▽

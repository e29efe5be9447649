#[derive(Debug, Clone, PartialEq)]
enum Puzzle {
    CodeLock {
        code: String,
        state: PuzzleState,
    },
    LaserLock {
        wire_count: u32,
        live_wire: u32,
        state: PuzzleState,
    },
    LockPick {
        window_start: f32,
        window_width: f32,
        state: PuzzleState,
    },
}

#[derive(Debug, Clone, PartialEq)]
enum PuzzleInput {
    Code(String),
    CutWire(u32),
    StopPick(f32),
}

#[derive(Debug, Clone, Copy, PartialEq, Eq)]
enum SolveOutcome {
    Solved,
    WrongCode,
    WrongWire,
    MissedPick,
    AlreadySolved,
}

impl Puzzle {
    fn from_def(def: &engine::PuzzleDef) -> Self {
        match def {
            engine::PuzzleDef::CodeLock { code } => Puzzle::CodeLock {
                code: code.clone(),
                state: PuzzleState::Unsolved,
            },
            engine::PuzzleDef::LaserLock {
                wire_count,
                live_wire,
            } => Puzzle::LaserLock {
                wire_count: *wire_count,
                live_wire: *live_wire,
                state: PuzzleState::Unsolved,
            },
            engine::PuzzleDef::LockPick {
                window_start,
                window_width,
            } => Puzzle::LockPick {
                window_start: *window_start,
                window_width: *window_width,
                state: PuzzleState::Unsolved,
            },
        }
    }

    fn state(&self) -> PuzzleState {
        match self {
            Puzzle::CodeLock { state, .. }
            | Puzzle::LaserLock { state, .. }
            | Puzzle::LockPick { state, .. } => *state,
        }
    }

    fn is_solved(&self) -> bool {
        self.state() == PuzzleState::Solved
    }

    fn mark_solved(&mut self) {
        match self {
            Puzzle::CodeLock { state, .. }
            | Puzzle::LaserLock { state, .. }
            | Puzzle::LockPick { state, .. } => *state = PuzzleState::Solved,
        }
    }

    /// The single Unsolved -> Solved transition. Solving an already-solved
    /// puzzle is a no-op and never re-fires the solved notification.
    fn solve(&mut self, input: &PuzzleInput) -> SolveOutcome {
        if self.is_solved() {
            return SolveOutcome::AlreadySolved;
        }

        let solved = match (&*self, input) {
            (Puzzle::CodeLock { code, .. }, PuzzleInput::Code(entered)) => entered == code,
            (Puzzle::LaserLock { live_wire, .. }, PuzzleInput::CutWire(cut)) => cut == live_wire,
            (
                Puzzle::LockPick {
                    window_start,
                    window_width,
                    ..
                },
                PuzzleInput::StopPick(marker),
            ) => *marker >= *window_start && *marker <= *window_start + *window_width,
            // Mismatched input kind cannot solve anything.
            _ => false,
        };

        if solved {
            self.mark_solved();
            return SolveOutcome::Solved;
        }

        match self {
            Puzzle::CodeLock { .. } => SolveOutcome::WrongCode,
            Puzzle::LaserLock { .. } => SolveOutcome::WrongWire,
            Puzzle::LockPick { .. } => SolveOutcome::MissedPick,
        }
    }
}

impl PuzzleSession {
    fn open_for(door_id: EntityId, puzzle: &Puzzle) -> Self {
        let ui = match puzzle {
            Puzzle::CodeLock { .. } => PuzzleUi::Code {
                digits: [0; CODE_DIGIT_COUNT],
                cursor: 0,
            },
            Puzzle::LaserLock { wire_count, .. } => PuzzleUi::Wires {
                selected: 0,
                wire_count: *wire_count,
            },
            Puzzle::LockPick { .. } => PuzzleUi::Pick {
                marker: 0.0,
                rising: true,
            },
        };
        Self { door_id, ui }
    }

    /// Continuous sub-simulation for the lock pick: the marker sweeps 0..1 and
    /// back until stopped.
    fn tick_marker(&mut self, dt_seconds: f32) {
        if let PuzzleUi::Pick { marker, rising } = &mut self.ui {
            let step = dt_seconds / LOCKPICK_SWEEP_SECONDS;
            if *rising {
                *marker += step;
                if *marker >= 1.0 {
                    *marker = 1.0;
                    *rising = false;
                }
            } else {
                *marker -= step;
                if *marker <= 0.0 {
                    *marker = 0.0;
                    *rising = true;
                }
            }
        }
    }

    fn apply_navigation(&mut self, controls: &ControlFrame) {
        match &mut self.ui {
            PuzzleUi::Code { digits, cursor } => {
                if controls.nav_left_pressed && *cursor > 0 {
                    *cursor -= 1;
                }
                if controls.nav_right_pressed && *cursor + 1 < digits.len() {
                    *cursor += 1;
                }
                if controls.nav_up_pressed {
                    digits[*cursor] = (digits[*cursor] + 1) % 10;
                }
                if controls.nav_down_pressed {
                    digits[*cursor] = (digits[*cursor] + 9) % 10;
                }
            }
            PuzzleUi::Wires {
                selected,
                wire_count,
            } => {
                if controls.nav_left_pressed && *selected > 0 {
                    *selected -= 1;
                }
                if controls.nav_right_pressed && *selected + 1 < *wire_count {
                    *selected += 1;
                }
            }
            PuzzleUi::Pick { .. } => {}
        }
    }

    /// The input a confirm press commits with, given the current UI state.
    fn commit_input(&self) -> PuzzleInput {
        match &self.ui {
            PuzzleUi::Code { digits, .. } => {
                let mut entered = String::with_capacity(digits.len());
                for digit in digits {
                    entered.push(char::from(b'0' + digit));
                }
                PuzzleInput::Code(entered)
            }
            PuzzleUi::Wires { selected, .. } => PuzzleInput::CutWire(*selected),
            PuzzleUi::Pick { marker, .. } => PuzzleInput::StopPick(*marker),
        }
    }
}
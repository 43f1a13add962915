//! # Catalog Studio Renderer
//!
//! Raster side of the studio: decoding, the interactive composition canvas
//! and resolution-independent export.
//!
//! ## Pipeline
//!
//! ```text
//! ┌──────────────┐   ┌──────────────┐   ┌──────────────────┐   ┌──────────┐
//! │ ImageSource  │──▶│  Composer    │──▶│ ExportMapping    │──▶│ Encoder  │
//! │ bytes / path │   │ scene + dirty│   │ fit + center     │   │ png/jpeg │
//! │ data URI     │   │ baseline     │   │ (staged copy)    │   │ webp     │
//! └──────────────┘   └──────────────┘   └──────────────────┘   └──────────┘
//!                           │                    │
//!                           └──── RenderBackend ─┘
//!                                  (tiny-skia)
//! ```

#![forbid(unsafe_code)]
#![deny(missing_docs)]
#![deny(clippy::all)]
#![deny(clippy::pedantic)]
#![allow(clippy::module_name_repetitions)]

pub mod backend;
pub mod composer;
pub mod error;
pub mod export;
pub mod image;

pub use backend::{Frame, RenderBackend, SkiaBackend};
pub use composer::Composer;
pub use error::{RenderError, RenderResult};
pub use export::{
    export_filename, export_image_bytes, ExportFormat, ExportLabel, ExportSettings, ExportedFile,
};
pub use crate::image::{
    load_image_from_bytes, load_image_from_data_uri, ImageFormat, ImageSource, TextureData,
};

△

» TRY IT:
Your answer should hold the line with "#![deny(missing_docs)]" and each line after it to the end of the data, retyped exactly. Include no other lines.

» SOLVED EXERCISE:
#![deny(missing_docs)]
#![deny(clippy::all)]
#![deny(clippy::pedantic)]
#![allow(clippy::module_name_repetitions)]

pub mod backend;
pub mod composer;
pub mod error;
pub mod export;
pub mod image;

pub use backend::{Frame, RenderBackend, SkiaBackend};
pub use composer::Composer;
pub use error::{RenderError, RenderResult};
pub use export::{
    export_filename, export_image_bytes, ExportFormat, ExportLabel, ExportSettings, ExportedFile,
};
pub use crate::image::{
    load_image_from_bytes, load_image_from_data_uri, ImageFormat, ImageSource, TextureData,
};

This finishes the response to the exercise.